John Boul has been with Nonviolent Peaceforce (NP) in South Sudan since the country program began operating in 2010. He joined NP as a national protection officer on South Sudan’s first field team, based in his home area of Mundri in Western Equatoria state. The time John spent as a member of that team laid the foundation for his future role as a team leader for NP. This is John’s journey from being a national protection officer to becoming Nonviolent Peaceforce’s first South Sudanese team leader.
In 2011, NP posted a job opening for the position of senior national protection officer in a new field site located in Nzara. Nzara is on the opposite side of Western Equatoria state from Mundri, near the borders of the Democratic Republic of the Congo (DRC) and the Central African Republic (CAR). Nzara experienced conflicts related to cross-border activities of the Lord’s Resistance Army (LRA) operating in the area. NP “needed a senior person to go set the system,” as John described the process of establishing a new team and setting up programming. John applied, was interviewed, and got the position. The Nzara team began its work in April 2011. It was an easy transition for John to go from working in his home community to working outside of it. This was partially due to the activities he had been doing within NP, such as traveling to Juba to receive training in child protection.
In February 2012, John was promoted within the Nzara team to Conflict Early Warning Early Response (CEWER) Coordinator. Before joining NP, John did not have experience in CEWER. It was one of his teammates on the Mundri team, Michael Tanya, who led the CEWER programming for the team. In the process of leading Michael transferred his knowledge to John. As John recalls, “Michael is a Kenyan who had worked with NP in the Philippines. He did CEWER there. He brought enough ideas and was able to teach the whole team.” Thanks to Michael, John was able to bring this knowledge with him to the Nzara team.
As CEWER Coordinator in Nzara, John (under the supervision of the team leader) was responsible for implementing all of the team’s CEWER programming at the field level. “It was one of the projects I implemented without headache,” John explains. “It was all in my hands to make the plan for the whole year.”

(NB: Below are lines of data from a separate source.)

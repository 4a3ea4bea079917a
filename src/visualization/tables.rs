use colored::Colorize;
use comfy_table::{
    modifiers::UTF8_ROUND_CORNERS, presets::UTF8_FULL, Cell, CellAlignment, ContentArrangement,
    Table,
};

use crate::estimation::{StandUtilization, UtilizationSet};
use crate::models::UtilizationClass;
use crate::reconcile::DiameterReconciliation;
use crate::site_index::SiteIndexEquation;

const CLASSES: [UtilizationClass; 6] = [
    UtilizationClass::Small,
    UtilizationClass::All,
    UtilizationClass::U75,
    UtilizationClass::U125,
    UtilizationClass::U175,
    UtilizationClass::O225,
];

fn new_table() -> Table {
    let mut table = Table::new();
    table
        .load_preset(UTF8_FULL)
        .apply_modifier(UTF8_ROUND_CORNERS)
        .set_content_arrangement(ContentArrangement::Dynamic);
    table
}

fn heading(output: &mut String, title: &str) {
    output.push_str(&format!("\n{}\n", title.bold().green()));
    output.push_str(&format!("{}\n", "=".repeat(60)));
}

fn utilization_table(set: &UtilizationSet) -> Table {
    let mut table = new_table();
    let mut header = vec![Cell::new("Component")];
    header.extend(CLASSES.iter().map(|uc| Cell::new(uc.label())));
    table.set_header(header);

    for (name, vector) in set.rows() {
        let mut row = vec![Cell::new(name)];
        row.extend(CLASSES.iter().map(|&uc| {
            let precision = if name.starts_with("Trees") { 0 } else { 2 };
            Cell::new(format!("{:.*}", precision, vector[uc])).set_alignment(CellAlignment::Right)
        }));
        table.add_row(row);
    }
    table
}

/// Format one utilization table per species, then the layer totals.
pub fn format_utilization_report(report: &StandUtilization) -> String {
    let mut output = String::new();
    for species in &report.species {
        heading(
            &mut output,
            &format!(
                "Stand {} / genus {} ({:.1}% of base area, Lorey height {:.1} m)",
                report.stand_id,
                species.genus,
                species.fraction * 100.0,
                species.lorey_height
            ),
        );
        output.push_str(&format!("{}\n", utilization_table(&species.utilization)));
    }

    heading(&mut output, &format!("Stand {} / all species", report.stand_id));
    output.push_str(&format!("{}\n", utilization_table(&report.totals)));
    output.push_str(&format!("Lorey height: {:.2} m\n", report.lorey_height));
    if let Some(adjustment) = report.diameter_adjustment {
        output.push_str(&format!("Diameter reconciliation adjustment: {adjustment:.5}\n"));
    }
    if let Some(y) = &report.yield_estimate {
        output.push_str(&format!(
            "Yield at dominant height {:.1} m, breast-height age {:.0}: \
             base area {:.2} m²/ha, quad mean diameter {:.2} cm\n",
            y.dominant_height, y.breast_height_age, y.base_area, y.quad_mean_diameter
        ));
    }
    output
}

/// Print the utilization tables.
pub fn print_utilization_report(report: &StandUtilization) {
    print!("{}", format_utilization_report(report));
}

/// Format the site index equations with their index and citation.
pub fn format_equation_table(equations: &[SiteIndexEquation]) -> String {
    let mut output = String::new();
    heading(&mut output, "Site Index Equations");

    let mut table = new_table();
    table.set_header(vec!["Index", "Tag", "Growth intercept", "Citation"]);
    for eq in equations {
        table.add_row(vec![
            Cell::new(eq.index()).set_alignment(CellAlignment::Right),
            Cell::new(eq.tag()),
            Cell::new(if eq.is_growth_intercept() { "yes" } else { "" }),
            Cell::new(eq.citation()),
        ]);
    }
    output.push_str(&format!("{table}\n"));
    output
}

/// Print the equation listing.
pub fn print_equation_table(equations: &[SiteIndexEquation]) {
    print!("{}", format_equation_table(equations));
}

/// Format the reconciled species diameters.
pub fn format_reconciliation_table(result: &DiameterReconciliation) -> String {
    let mut output = String::new();
    heading(&mut output, "Diameter Reconciliation");

    let mut table = new_table();
    table.set_header(vec!["Genus", "Initial DQ", "Min", "Max", "DQ", "Base area", "Trees/ha"]);
    for s in &result.species {
        table.add_row(vec![
            Cell::new(&s.genus),
            Cell::new(format!("{:.2}", s.initial_quad_mean_diameter)),
            Cell::new(format!("{:.2}", s.minimum)),
            Cell::new(format!("{:.2}", s.maximum)),
            Cell::new(format!("{:.2}", s.quad_mean_diameter)),
            Cell::new(format!("{:.2}", s.base_area)),
            Cell::new(format!("{:.1}", s.trees_per_hectare)),
        ]);
    }
    table.add_row(vec![
        Cell::new("Layer".bold()),
        Cell::new(""),
        Cell::new(""),
        Cell::new(""),
        Cell::new(format!("{:.2}", result.quad_mean_diameter)),
        Cell::new(""),
        Cell::new(format!("{:.1}", result.trees_per_hectare)),
    ]);
    output.push_str(&format!("{table}\n"));
    output.push_str(&format!("Adjustment: {:.5}\n", result.adjustment));
    output
}

/// Print the reconciled species diameters.
pub fn print_reconciliation_table(result: &DiameterReconciliation) {
    print!("{}", format_reconciliation_table(result));
}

The program included training for community stakeholders in CEWER, distribution of satellite phones in remote locations, and distribution of bicycles to those in the community responsible for sharing information about security. These communities were then able to reach other areas more efficiently with information about security. As part of this system, a technical team of four community leaders was formed at the county level. This way information received from the payams (regional areas that make up a county) could be filtered through the technical team.
Once the technical team collected information, they decided whether to send it to NP or if different action needed to be taken. Even though the Nzara project has now closed and NP has left the area, John is confident that “the early warning system has not ended.” It is always NP’s goal for communities to have this kind of ownership over programming. This way the communities continue being better able to protect themselves after NP leaves the area.
Before his promotion, upon his arrival in Nzara, John started taking on more responsibility. Whenever the team leader was away John would serve as acting team leader. “It became like a normal thing to me,” John says of that time. John credits his team leader in Nzara, Joyce Langiwe, with preparing him for the leadership role. “The team leader began really building me up,” he shares in reflection. Sometimes she would have him work on the tasks of a team leader, such as writing the monthly report. This allowed him to gain experience handling the responsibilities required of a team leader; while the current team leader was still in place to support him. When Joyce left in July 2013, John was made interim team leader. His position was made permanent soon after.
John appreciates the technical expertise and management experience that working with NP afforded him and which helped prepare him for his leadership position. However, John is also aware that he worked hard to prepare himself for leadership as well. As he puts it, “I also picked up courage to do things. I started coming up.” John has seen how leadership style and ability can be shaped by a person’s family background, their educational opportunities, and the choices a person makes to learn and grow. One of the choices John made for himself was in 2012 to begin working towards a degree in Peace Studies and International Relations through South Sudan Christian University. He hopes to finish next year.
John talks about the confidence he feels in different aspects of his work after four years with NP, such as functioning in an inter-cultural setting, or meeting with high-level leaders. “I don’t fear. I know how to play it.” John would like to see NP do more capacity building and training in management and leadership for the staff; as he had such a positive experience undergoing such opportunities. He thinks NP should look for “other chances for training staff on management, to become good leaders, strengthening [them] more.”
Though the Nzara field site has closed, John’s time with NP and the impact he has on the organization continues. Next he will be bringing his expertise in Child Protection in Emergencies programming to NP’s Yida team in Unity state. At the recent team leaders meeting in Juba, he shared some of his perspective on good leadership. There he challenged all of the other team leaders to reflect: “Sometimes we may call ourselves leaders. But are you really leading? Or are you ruling?” NP is fortunate that in John Boul, the organization has found a true leader.